What the task requires: Go to the line that includes "pub mod assets;" and retype it, then every line after it to the end of the data, adding nothing.

━━━ Supplied material

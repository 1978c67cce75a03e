//! # Scene Runtime
//!
//! Loads s72 scene files into an entity/component scene graph and evaluates it every
//! frame for a renderer.
//!
//! ## Features
//!
//! - **JSON**: Hand-written parser with a fast tier and a checked tier
//! - **ECS**: Append-only component stores with explicit aliasing of shared components
//! - **Scene Graph**: Two-pass construction with name-based de-duplication
//! - **Meshes**: Packed or strided attribute decoding into a shared geometry sink
//! - **Animation**: STEP, LINEAR and SLERP keyframe drivers
//! - **Culling**: Plane-based frustum test against mesh bounds
//! - **Orbit Camera**: Spherical user camera
//!
//! ## Quick Start
//!
//! ```rust,no_run
//! use scene_runtime::prelude::*;
//!
//! fn main() -> Result<(), Box<dyn std::error::Error>> {
//!     let params = ModeParameters::new("sg-Articulation.s72");
//!     let mut world = World::new();
//!     let mut buffers = GeometryBuffers::new();
//!
//!     let mut scene = Scene::load(&params, &mut world, &mut buffers)?;
//!     scene.add_orbit_camera(&mut world);
//!
//!     scene.update_drivers(0.5);
//!     let frame = scene.draw_scene()?;
//!     println!("{} draws", frame.draws.len());
//!     Ok(())
//! }
//! ```

#![warn(missing_docs)]
#![warn(clippy::all, clippy::pedantic, clippy::nursery)]
#![allow(clippy::module_name_repetitions, clippy::similar_names, clippy::cast_possible_truncation)]

pub mod assets;
pub mod config;
pub mod ecs;
pub mod foundation;
pub mod json;
pub mod scene;

/// Common imports for runtime users
pub mod prelude {
    pub use crate::{
        assets::{GeometryBuffers, GeometrySink, IndexRange, SearchPaths, Vertex},
        config::{Config, ModeParameters, ValidationLevel},
        ecs::{ComponentStore, Entity, EntityFlags, EntityId, World},
        foundation::math::{Mat4, Quat, Transform, Vec3},
        json::{Object, Value},
        scene::{Camera, DrawCommand, Driver, FrameDraws, Mesh, OrbitControl, OrbitInput, Scene, SceneError, SceneNode},
    };
}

━━━━━━

Result for this exercise:
pub mod assets;
pub mod config;
pub mod ecs;
pub mod foundation;
pub mod json;
pub mod scene;

/// Common imports for runtime users
pub mod prelude {
    pub use crate::{
        assets::{GeometryBuffers, GeometrySink, IndexRange, SearchPaths, Vertex},
        config::{Config, ModeParameters, ValidationLevel},
        ecs::{ComponentStore, Entity, EntityFlags, EntityId, World},
        foundation::math::{Mat4, Quat, Transform, Vec3},
        json::{Object, Value},
        scene::{Camera, DrawCommand, Driver, FrameDraws, Mesh, OrbitControl, OrbitInput, Scene, SceneError, SceneNode},
    };
}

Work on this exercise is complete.